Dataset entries

···

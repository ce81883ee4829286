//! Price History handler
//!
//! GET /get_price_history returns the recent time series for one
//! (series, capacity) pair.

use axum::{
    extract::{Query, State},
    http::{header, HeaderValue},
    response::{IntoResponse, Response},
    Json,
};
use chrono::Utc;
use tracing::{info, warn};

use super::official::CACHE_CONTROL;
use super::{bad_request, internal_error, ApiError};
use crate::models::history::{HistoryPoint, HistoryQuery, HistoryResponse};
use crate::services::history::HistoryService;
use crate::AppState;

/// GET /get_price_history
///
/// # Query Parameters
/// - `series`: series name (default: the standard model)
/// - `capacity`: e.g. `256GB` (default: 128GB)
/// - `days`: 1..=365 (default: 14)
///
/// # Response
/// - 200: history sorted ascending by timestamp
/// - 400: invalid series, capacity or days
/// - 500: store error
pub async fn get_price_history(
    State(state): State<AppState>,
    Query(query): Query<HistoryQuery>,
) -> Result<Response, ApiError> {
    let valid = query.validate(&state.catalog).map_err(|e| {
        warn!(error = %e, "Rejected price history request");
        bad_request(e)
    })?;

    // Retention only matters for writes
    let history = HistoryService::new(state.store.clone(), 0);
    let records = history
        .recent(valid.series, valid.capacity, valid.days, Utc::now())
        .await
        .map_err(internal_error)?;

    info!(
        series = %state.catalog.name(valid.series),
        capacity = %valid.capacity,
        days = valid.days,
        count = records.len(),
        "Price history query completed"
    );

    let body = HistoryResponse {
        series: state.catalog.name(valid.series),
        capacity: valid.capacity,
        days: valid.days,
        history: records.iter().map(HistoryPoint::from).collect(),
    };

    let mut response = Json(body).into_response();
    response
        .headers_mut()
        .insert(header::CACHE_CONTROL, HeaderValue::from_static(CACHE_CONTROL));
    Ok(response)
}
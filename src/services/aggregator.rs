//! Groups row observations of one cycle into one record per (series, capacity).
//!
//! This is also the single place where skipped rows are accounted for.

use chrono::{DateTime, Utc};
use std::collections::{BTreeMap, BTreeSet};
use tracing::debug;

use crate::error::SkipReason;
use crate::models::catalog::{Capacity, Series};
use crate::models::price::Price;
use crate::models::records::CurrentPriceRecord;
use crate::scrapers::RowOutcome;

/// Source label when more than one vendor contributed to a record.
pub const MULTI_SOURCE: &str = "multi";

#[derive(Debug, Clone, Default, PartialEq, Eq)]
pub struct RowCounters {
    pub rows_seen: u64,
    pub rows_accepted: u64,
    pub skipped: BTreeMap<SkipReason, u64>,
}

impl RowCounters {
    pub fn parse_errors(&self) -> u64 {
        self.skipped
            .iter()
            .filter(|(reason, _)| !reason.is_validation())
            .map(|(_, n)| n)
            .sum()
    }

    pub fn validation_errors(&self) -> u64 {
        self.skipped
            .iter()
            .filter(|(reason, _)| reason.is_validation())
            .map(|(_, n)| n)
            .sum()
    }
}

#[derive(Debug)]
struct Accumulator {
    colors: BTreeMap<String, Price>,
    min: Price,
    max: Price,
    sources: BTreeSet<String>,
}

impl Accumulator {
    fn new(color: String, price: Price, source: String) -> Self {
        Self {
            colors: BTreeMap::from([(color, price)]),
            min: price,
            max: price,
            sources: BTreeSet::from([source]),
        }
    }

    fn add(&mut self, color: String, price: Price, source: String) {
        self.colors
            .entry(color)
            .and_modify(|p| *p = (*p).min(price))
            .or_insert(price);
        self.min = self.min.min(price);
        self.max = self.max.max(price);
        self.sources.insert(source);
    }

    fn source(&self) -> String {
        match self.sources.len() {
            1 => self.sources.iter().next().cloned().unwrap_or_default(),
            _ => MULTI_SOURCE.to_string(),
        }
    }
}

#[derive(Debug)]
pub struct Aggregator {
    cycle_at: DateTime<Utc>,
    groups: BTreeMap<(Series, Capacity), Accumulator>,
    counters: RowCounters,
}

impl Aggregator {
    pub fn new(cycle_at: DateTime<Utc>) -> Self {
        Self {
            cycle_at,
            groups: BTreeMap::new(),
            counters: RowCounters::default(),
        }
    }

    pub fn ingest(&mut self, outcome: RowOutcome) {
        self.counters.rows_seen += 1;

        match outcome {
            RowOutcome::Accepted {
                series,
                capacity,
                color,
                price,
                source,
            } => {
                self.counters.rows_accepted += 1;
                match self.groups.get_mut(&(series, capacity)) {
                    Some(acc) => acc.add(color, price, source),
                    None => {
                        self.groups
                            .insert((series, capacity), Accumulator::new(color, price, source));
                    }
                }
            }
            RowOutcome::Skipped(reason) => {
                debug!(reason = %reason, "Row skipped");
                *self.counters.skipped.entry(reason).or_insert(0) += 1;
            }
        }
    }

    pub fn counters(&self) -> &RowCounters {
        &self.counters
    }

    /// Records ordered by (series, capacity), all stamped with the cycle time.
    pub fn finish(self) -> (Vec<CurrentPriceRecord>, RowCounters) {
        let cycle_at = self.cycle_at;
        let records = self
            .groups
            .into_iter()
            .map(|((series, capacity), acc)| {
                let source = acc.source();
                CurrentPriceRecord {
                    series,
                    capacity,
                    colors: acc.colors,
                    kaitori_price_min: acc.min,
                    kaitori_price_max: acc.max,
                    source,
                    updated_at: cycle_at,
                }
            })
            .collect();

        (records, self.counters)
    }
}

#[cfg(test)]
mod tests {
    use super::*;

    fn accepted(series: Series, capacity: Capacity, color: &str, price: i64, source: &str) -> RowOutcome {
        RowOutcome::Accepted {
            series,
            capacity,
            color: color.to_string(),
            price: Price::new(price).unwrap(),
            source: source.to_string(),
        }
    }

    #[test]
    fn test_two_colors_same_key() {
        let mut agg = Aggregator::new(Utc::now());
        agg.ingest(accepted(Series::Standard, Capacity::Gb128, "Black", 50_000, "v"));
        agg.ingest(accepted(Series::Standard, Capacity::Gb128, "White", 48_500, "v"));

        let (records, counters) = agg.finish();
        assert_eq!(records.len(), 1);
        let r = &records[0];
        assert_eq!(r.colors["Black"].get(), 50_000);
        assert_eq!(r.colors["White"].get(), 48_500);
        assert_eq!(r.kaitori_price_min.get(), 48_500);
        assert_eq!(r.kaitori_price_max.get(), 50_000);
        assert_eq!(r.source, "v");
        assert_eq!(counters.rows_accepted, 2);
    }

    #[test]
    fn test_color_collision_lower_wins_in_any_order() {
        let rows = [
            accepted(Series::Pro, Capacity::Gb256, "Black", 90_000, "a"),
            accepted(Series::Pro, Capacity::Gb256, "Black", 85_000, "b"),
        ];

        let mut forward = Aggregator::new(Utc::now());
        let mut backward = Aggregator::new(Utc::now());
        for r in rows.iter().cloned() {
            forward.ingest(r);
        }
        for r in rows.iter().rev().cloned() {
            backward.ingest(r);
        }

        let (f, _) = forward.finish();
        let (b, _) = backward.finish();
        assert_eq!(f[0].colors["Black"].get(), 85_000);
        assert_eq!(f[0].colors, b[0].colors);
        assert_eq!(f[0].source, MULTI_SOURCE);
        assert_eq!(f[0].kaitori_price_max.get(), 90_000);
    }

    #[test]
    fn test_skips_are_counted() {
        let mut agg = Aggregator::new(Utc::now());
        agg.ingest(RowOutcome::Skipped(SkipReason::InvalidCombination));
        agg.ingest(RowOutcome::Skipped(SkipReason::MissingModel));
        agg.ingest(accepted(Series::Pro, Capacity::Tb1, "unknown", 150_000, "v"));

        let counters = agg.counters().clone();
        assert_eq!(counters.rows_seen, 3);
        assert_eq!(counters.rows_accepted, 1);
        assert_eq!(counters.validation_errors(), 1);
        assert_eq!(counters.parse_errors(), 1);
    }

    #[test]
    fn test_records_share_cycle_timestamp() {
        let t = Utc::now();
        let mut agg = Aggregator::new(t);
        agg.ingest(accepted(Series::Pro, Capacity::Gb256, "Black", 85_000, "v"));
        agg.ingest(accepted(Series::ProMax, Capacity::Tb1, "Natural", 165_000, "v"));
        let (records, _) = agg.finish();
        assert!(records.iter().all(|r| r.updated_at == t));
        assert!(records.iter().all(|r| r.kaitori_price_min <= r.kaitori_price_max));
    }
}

···

== WHAT YOU HAVE TO DO ==
Search the data above for the word "HistoryQuery", then gather each line in which it appears.

== ANSWER BOX ==
use crate::models::history::{HistoryPoint, HistoryQuery, HistoryResponse};
    Query(query): Query<HistoryQuery>,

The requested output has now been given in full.